COVID Update August 19: Pardon me, but sometimes we should stop midstream and ask WTF are we doing here?

Colleges who have launched in person may want to do just that.
Some issues around the pandemic are really challenging to figure out what to do. I increasingly believe this is not one of those issues.
Let's start at a high level. What is college for? What's the point?
-Learning
-Growing into adulthood
-Socialization
-Getting a degree
-Moving on to the next step in life
-Research
-The growth of our next generation

I'm going to go with that list though I'm sure there is more.
And I will add 2 other specialized things:
-For some, it may play a special role: an escape from a bad home life, a new start after a bad high school experience, housing for those housing insecure
-Attract some of the brightest minds in the world to our country
So let's agree that many of these objectives will be comprised.

But many of the more concrete objectives can be advanced on line: learning, moving towards a degree
The softer areas will suffer the most if there is no in person school.

Socialization certainly will. But socialization isn't supposed to be happening on campus according to the "compacts" (i.e., rules) of most of the campuses.
I won't deny the importance of these softer areas. And in fact for some students, these soft areas are quite important.

But what happens if they're postponed 6 months, or even a full year?
From the perspective on an 18 year old (we have one), it's no fun. It seems like a long time. It creates uncertainty they didn't have before. Its not how they pictured things.
But throughout our history we have had to ask 18 year olds to put off college, to go to war-- ostensibly to save lives. Many of them put their lives at risk. Many did not return. If you've been to Normandy you have gasped at the ages on tombstone after tombstone.
Postponing several months or even a year doesn't seem too terrible in light of what the impact will be.

These people-- mostly young-- will save many many lives & without risking their own.
I know President Trump has found the much esteemed new White House advisor Dr. Atlas, who may still technically be a radiologist, to say that there is no reason there shouldn't be "in person" college.

Dr. Atlas has argued we don't need the ACA & can replace it with "incentives."
Most stories about Dr. Atlas contain the phrase "While not an expert in infectious diseases," but fail to appreciate the time he has spent in a conservative think tank & writing about "the survival of radiology," encouraging subspecialization to maximize billing. Or "incentives."
Dr. Atlas notwithstanding, talk to people who live in Chapel Hill, NC; South Bend, IN; or Norman, OK. Ask them if they agree with Dr. Atlas.

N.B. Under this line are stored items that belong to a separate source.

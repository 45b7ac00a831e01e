//! Per-tick output records
//!
//! One `TickOutput` batch is emitted per completed tick. Batches are plain
//! serializable data with no references into the run, so sinks can buffer or
//! ship them without holding the engine up.

use serde::Serialize;

use crate::alarm::AlarmTransition;
use crate::core::time::SimTime;
use crate::core::types::{DeviceId, Tick};
use crate::hierarchy::device::StateValue;

/// One sampled telemetry value
#[derive(Debug, Clone, Serialize)]
pub struct TelemetryPoint {
    pub device_id: DeviceId,
    pub key: String,
    pub value: StateValue,
    /// Simulated instant the sample was taken
    pub at: SimTime,
}

/// What caused a recorded state change
#[derive(Debug, Clone, PartialEq, Serialize)]
#[serde(tag = "type", rename_all = "snake_case")]
pub enum ChangeCause {
    /// A schedule entry fired (index into the device's schedule)
    Schedule { entry_index: usize },
    /// An action injected through the control surface
    External,
}

/// A state write performed by an action. Behavior-model drift is not
/// recorded here; it shows up as telemetry.
#[derive(Debug, Clone, Serialize)]
pub struct StateChange {
    pub device_id: DeviceId,
    pub key: String,
    pub value: StateValue,
    pub cause: ChangeCause,
    pub at: SimTime,
}

/// Everything one tick produced
#[derive(Debug, Clone, Serialize)]
pub struct TickOutput {
    pub tick: Tick,
    pub sim_time: SimTime,
    pub telemetry: Vec<TelemetryPoint>,
    pub state_changes: Vec<StateChange>,
    pub alarm_transitions: Vec<AlarmTransition>,
    /// Devices evaluated from the previous tick's snapshot because they sit
    /// on a dependency cycle; empty in healthy configurations
    pub cyclic_devices: Vec<DeviceId>,
}
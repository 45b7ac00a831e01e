//! Per-type device behavior models
//!
//! Each tick the engine hands every device its own state map, a read-only
//! view of the rest of the building, and a deterministic RNG stream. The
//! model for its type writes the next state in place. All stochastic steps
//! scale with simulated elapsed time, so a run at time scale 1000 walks the
//! same statistical path as one at time scale 1.

pub mod climate;
pub mod energy;
pub mod security;
pub mod sensors;

use std::time::Duration;

use rand::Rng;
use rand_chacha::ChaCha8Rng;

use crate::core::time::SimTime;
use crate::core::types::DeviceId;
use crate::hierarchy::device::{Device, DeviceConfig, DeviceKind, DeviceState, StateValue};

/// Read-only view of other devices' current-tick state. `Sync` so a view
/// can be shared across a rayon layer.
pub trait StateView: Sync {
    fn state_of(&self, id: &DeviceId) -> Option<&DeviceState>;
}

/// Shared per-tick inputs for behavior models
pub struct Environment<'a> {
    pub now: SimTime,
    /// Simulated time elapsed since the previous tick
    pub elapsed: Duration,
    pub states: &'a dyn StateView,
    /// Whether the device's own room currently reads as occupied
    pub room_occupied: bool,
    /// Daily cloud-cover factor applied to solar output (0.6..1.0)
    pub weather_factor: f64,
}

impl Environment<'_> {
    pub fn elapsed_hours(&self) -> f64 {
        self.elapsed.as_secs_f64() / 3600.0
    }

    pub fn ambient_temperature(&self) -> f64 {
        ambient_temperature(self.now)
    }
}

/// Outdoor temperature: 20 °C mean, 5 °C diurnal swing, coldest at 06:00
pub fn ambient_temperature(now: SimTime) -> f64 {
    let h = now.hour_of_day();
    20.0 + 5.0 * (std::f64::consts::TAU * (h - 6.0) / 24.0).sin()
}

/// Clear-sky solar irradiance in W/m²: a parabola peaking at 1000 at noon
/// and reaching zero at 06:00 and 18:00
pub fn clear_sky_irradiance(now: SimTime) -> f64 {
    let h = now.hour_of_day();
    (1000.0 - (1000.0 / 36.0) * (h - 12.0).powi(2)).clamp(0.0, 1000.0)
}

/// Advance one device by one tick.
///
/// Inactive devices skip their model; actuators still report idle draw.
/// Meters and solar panels always run, they have no standby mode worth
/// modeling.
pub fn step(device: &Device, state: &mut DeviceState, env: &Environment<'_>, rng: &mut ChaCha8Rng) {
    let always_on = matches!(device.kind, DeviceKind::PowerMeter | DeviceKind::SolarPanel);
    if !always_on && !device.kind.is_active(state) {
        standby(device, state);
        return;
    }

    match device.kind {
        DeviceKind::TemperatureSensor => sensors::temperature(device, state, env, rng),
        DeviceKind::HumiditySensor => sensors::humidity(device, state, env, rng),
        DeviceKind::Co2Sensor => sensors::co2(device, state, env, rng),
        DeviceKind::MotionSensor => sensors::motion(device, state, env, rng),
        DeviceKind::OccupancySensor => sensors::occupancy(device, state, env, rng),
        DeviceKind::DoorSensor | DeviceKind::WindowSensor => {
            sensors::contact(device, state, env, rng)
        }
        DeviceKind::LeakSensor => sensors::leak(device, state, env, rng),
        DeviceKind::SmokeSensor => sensors::smoke(device, state, env, rng),
        DeviceKind::SmartLight => energy::smart_light(device, state),
        DeviceKind::SmartPlug => energy::smart_plug(device, state, env, rng),
        DeviceKind::Hvac => climate::hvac(device, state, env, rng),
        DeviceKind::AccessControl => security::access_control(device, state, env, rng),
        DeviceKind::Camera => security::camera(device, state, env),
        DeviceKind::PowerMeter => energy::power_meter(device, state, env, rng),
        DeviceKind::SolarPanel => energy::solar_panel(device, state, env),
    }
}

fn standby(device: &Device, state: &mut DeviceState) {
    match device.kind {
        DeviceKind::SmartLight | DeviceKind::SmartPlug => {
            let idle = device.config.idle_draw_watts.unwrap_or(0.5);
            state.set("power_consumption", StateValue::Float(idle));
        }
        DeviceKind::Hvac => {
            let idle = device.config.idle_draw_watts.unwrap_or(25.0);
            state.set("power_consumption", StateValue::Float(idle));
        }
        _ => {}
    }
}

/// Whether at least one event of a Poisson process with the given hourly
/// rate lands in the elapsed interval.
pub(crate) fn event_occurs(rng: &mut ChaCha8Rng, rate_per_hour: f64, hours: f64) -> bool {
    if rate_per_hour <= 0.0 || hours <= 0.0 {
        return false;
    }
    let p = 1.0 - (-rate_per_hour * hours).exp();
    rng.gen_bool(p.clamp(0.0, 1.0))
}

/// One bounded random-walk step. The amplitude is calibrated for a
/// five-minute interval and scales with the square root of elapsed time.
pub(crate) fn walk_step(
    rng: &mut ChaCha8Rng,
    current: f64,
    amplitude: f64,
    elapsed: Duration,
    lo: f64,
    hi: f64,
) -> f64 {
    let scale = (elapsed.as_secs_f64() / 300.0).sqrt().min(4.0);
    (current + rng.gen_range(-amplitude..=amplitude) * scale).clamp(lo, hi)
}

/// Fraction of a gap closed over the elapsed interval, given the fraction
/// closed per five simulated minutes.
pub(crate) fn approach_alpha(per_five_min: f64, elapsed: Duration) -> f64 {
    1.0 - (1.0 - per_five_min).powf(elapsed.as_secs_f64() / 300.0)
}

/// Clamp a continuous reading to the configured bounds, falling back to the
/// model's own defaults.
pub(crate) fn clamp_reading(value: f64, config: &DeviceConfig, lo: f64, hi: f64) -> f64 {
    value.clamp(config.min_val.unwrap_or(lo), config.max_val.unwrap_or(hi))
}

Norman was adding 6 cases in June and began adding 300 cases as school began. Notre Dame has added 222 cases since August 3.
But wait! Atlasansians object. These are youngsters. They are not likely to die.

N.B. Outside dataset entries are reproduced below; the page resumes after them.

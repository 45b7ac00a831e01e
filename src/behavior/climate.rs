//! HVAC model
//!
//! The unit pulls room temperature toward its setpoint while the building
//! envelope leaks toward ambient. When the linked presence source reports an
//! empty room, an eco setback relaxes the setpoint toward ambient to save
//! energy.

use rand::Rng;
use rand_chacha::ChaCha8Rng;

use super::{approach_alpha, Environment};
use crate::hierarchy::device::{Device, DeviceState, StateValue};

const DEFAULT_ECO_SETBACK: f64 = 3.0;
const DEFAULT_ACTIVE_DRAW_WATTS: f64 = 2000.0;
const DEFAULT_IDLE_DRAW_WATTS: f64 = 25.0;
/// Gap below which the unit stops conditioning in auto mode
const DEADBAND: f64 = 0.5;

pub fn hvac(device: &Device, state: &mut DeviceState, env: &Environment<'_>, rng: &mut ChaCha8Rng) {
    let target = state
        .get_f64("target_temperature")
        .or(device.config.target_temperature)
        .unwrap_or(21.0);
    let ambient = env.ambient_temperature();

    let occupied = presence(device, env);
    let effective = if occupied {
        target
    } else {
        let setback = device.config.eco_setback.unwrap_or(DEFAULT_ECO_SETBACK);
        if ambient > target {
            target + setback
        } else {
            target - setback
        }
    };

    let current = state.get_f64("current_temperature").unwrap_or(21.0);
    let mode = state.get_text("mode").unwrap_or("auto");
    let conditioning = match mode {
        "heat" => current < effective - DEADBAND,
        "cool" => current > effective + DEADBAND,
        _ => (current - effective).abs() > DEADBAND,
    };

    let mut next = current;
    if conditioning {
        // The unit closes 20% of the gap to its setpoint every five minutes
        next += (effective - next) * approach_alpha(0.2, env.elapsed);
    }
    // The envelope leaks 3% toward ambient over the same interval
    next += (ambient - next) * approach_alpha(0.03, env.elapsed);
    next += rng.gen_range(-0.1..=0.1);
    state.set("current_temperature", StateValue::Float(next));

    let draw = if conditioning {
        let effort = ((effective - next).abs() / 5.0).clamp(0.2, 1.0);
        let fan = state.get_i64("fan_speed").unwrap_or(1) as f64;
        device
            .config
            .active_draw_watts
            .unwrap_or(DEFAULT_ACTIVE_DRAW_WATTS)
            * effort
            + 50.0 * fan
    } else {
        device.config.idle_draw_watts.unwrap_or(DEFAULT_IDLE_DRAW_WATTS)
    };
    state.set("power_consumption", StateValue::Float(draw));
}

/// Presence according to the configured source device, falling back to the
/// room-level occupancy signal.
fn presence(device: &Device, env: &Environment<'_>) -> bool {
    let Some(src) = &device.config.presence_detection_source_device_id else {
        return env.room_occupied;
    };
    let Some(state) = env.states.state_of(src) else {
        return false;
    };
    state
        .get_i64("occupant_count")
        .map(|c| c > 0)
        .or_else(|| state.get_bool("motion_detected"))
        .unwrap_or(false)
}

#[cfg(test)]
mod tests {
    use super::*;
    use crate::behavior::tests::{env_at, make_device, MapView};
    use crate::behavior::StateView;
    use crate::core::types::DeviceId;
    use crate::hierarchy::device::{default_state, DeviceKind};
    use ahash::AHashMap;
    use rand::SeedableRng;

    #[test]
    fn test_converges_to_setpoint_when_occupied() {
        let device = make_device(DeviceKind::Hvac);
        let mut state = default_state(DeviceKind::Hvac);
        state.set("target_temperature", StateValue::Float(23.0));
        state.set("current_temperature", StateValue::Float(15.0));
        let view = MapView(AHashMap::new());
        let env = env_at(12, 1800, true, &view);
        let mut rng = ChaCha8Rng::seed_from_u64(31);
        for _ in 0..50 {
            hvac(&device, &mut state, &env, &mut rng);
        }
        let t = state.get_f64("current_temperature").unwrap();
        assert!((t - 23.0).abs() < 1.5, "temperature {t} off setpoint");
    }

    #[test]
    fn test_eco_setback_reads_presence_source() {
        let occ_id = DeviceId::new("occ-1");
        let mut device = make_device(DeviceKind::Hvac);
        device.dependencies = vec![occ_id.clone()];
        device.config.presence_detection_source_device_id = Some(occ_id.clone());

        let mut occ_state = default_state(DeviceKind::OccupancySensor);
        occ_state.set("occupant_count", StateValue::Int(0));
        let mut map = AHashMap::new();
        map.insert(occ_id.clone(), occ_state);
        let view = MapView(map);

        // Night, ambient below target: setback lowers the effective target
        let env = env_at(3, 1800, true, &view);
        let mut state = default_state(DeviceKind::Hvac);
        state.set("target_temperature", StateValue::Float(21.0));
        state.set("current_temperature", StateValue::Float(21.0));
        let mut rng = ChaCha8Rng::seed_from_u64(37);
        for _ in 0..50 {
            hvac(&device, &mut state, &env, &mut rng);
        }
        let vacant_t = state.get_f64("current_temperature").unwrap();
        assert!(
            vacant_t < 19.5,
            "vacant room held {vacant_t}, setback not applied"
        );

        // Same setup with someone present holds the real setpoint
        let mut occ_state = default_state(DeviceKind::OccupancySensor);
        occ_state.set("occupant_count", StateValue::Int(3));
        let mut map = AHashMap::new();
        map.insert(occ_id.clone(), occ_state);
        let view = MapView(map);
        assert!(view.state_of(&occ_id).is_some());
        let env = env_at(3, 1800, true, &view);
        let mut state = default_state(DeviceKind::Hvac);
        state.set("target_temperature", StateValue::Float(21.0));
        state.set("current_temperature", StateValue::Float(21.0));
        for _ in 0..50 {
            hvac(&device, &mut state, &env, &mut rng);
        }
        let occupied_t = state.get_f64("current_temperature").unwrap();
        assert!((occupied_t - 21.0).abs() < 1.8);
        assert!(
            occupied_t > vacant_t + 0.8,
            "occupied {occupied_t} not warmer than vacant {vacant_t}"
        );
    }

    #[test]
    fn test_idle_draw_inside_deadband() {
        let device = make_device(DeviceKind::Hvac);
        let mut state = default_state(DeviceKind::Hvac);
        state.set("target_temperature", StateValue::Float(21.0));
        state.set("current_temperature", StateValue::Float(21.0));
        let view = MapView(AHashMap::new());
        // Noon ambient is 25 but one short tick barely moves the room
        let env = env_at(12, 60, true, &view);
        let mut rng = ChaCha8Rng::seed_from_u64(41);
        hvac(&device, &mut state, &env, &mut rng);
        assert_eq!(state.get_f64("power_consumption"), Some(25.0));
    }

    #[test]
    fn test_heat_mode_never_cools() {
        let device = make_device(DeviceKind::Hvac);
        let mut state = default_state(DeviceKind::Hvac);
        state.set("mode", StateValue::Text("heat".into()));
        state.set("target_temperature", StateValue::Float(18.0));
        state.set("current_temperature", StateValue::Float(22.0));
        let view = MapView(AHashMap::new());
        // Midnight, ambient 15: drift is leakage only, the unit stays off
        let env = env_at(0, 60, true, &view);
        let mut rng = ChaCha8Rng::seed_from_u64(43);
        hvac(&device, &mut state, &env, &mut rng);
        assert_eq!(state.get_f64("power_consumption"), Some(25.0));
    }
}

Recall in Florida when all those "only young people" were getting COVID. And then, well, only some hospitalizations. Now 10,000 people are dead.
But its not the cases at the schools we know about that are the problem. Those are schools that had the resources to do some amount of testing. Many, many don't.

At those schools, those outbreaks will be worse. They will be out of control.
We have friends whose daughter is attending a religious school, a good school. And the priest has told them they don't have sufficient tests but "prayer" is one of the components of their response to COVID.

The reason for science is just in case prayer doesn't work.
So how fair is it to put college students in a position to be part of creating clusters & hot spots that lead to deaths.

On top of that the schools harangue them for blowing it. Not abiding by the cruel rules of sit in your room, don't interact, dine, or go to class.
Now there are 744 students already moving out of UNC. What is this doing for: growing into adulthood, growing our next next generation, helping kids move to the next step of their lives.
How does this help young people? You know what it helps them do-- see the irresponsibility & frankly, idiocy, of their elders.

Schools motivated by money. Parents who don't want to be the bad guy. Setting them up to fail. Cruelly playing with their lives
We could have seen this coming. @profgalloway talked about it explicitly. And about how the only thing that made this make sense was money. Not learning. Not students. Money. http://smarturl.it/inthebubble 
It was amazing watching university presidents try to arrogantly bully Scott.

I've had the pleasure of listening to the self-righteous crowing of these universities, their faux concern for public health, their "disappointment" with students. But it was them.
It was them. They put their communities at risk. They set examples of greed & self-justification & intellectual dishonesty.
The other villians are the people who didn't plan for and build the testing schools needed to open. The people who hired Dr. Atlas to tell people to go to school, bit wouldn't do the work to make that safe.
The many colleges that are still open need to send people home. Put your energy towards a real plan, with real testing, and a real focus on education. Get ready to do it better in January.

Show us you can learn a lesson.
Less focus on what schools mean by development. More focus on actual development.

Less listening to phony experts. More focus on data.

Now I'm going to hang out with my homebound son!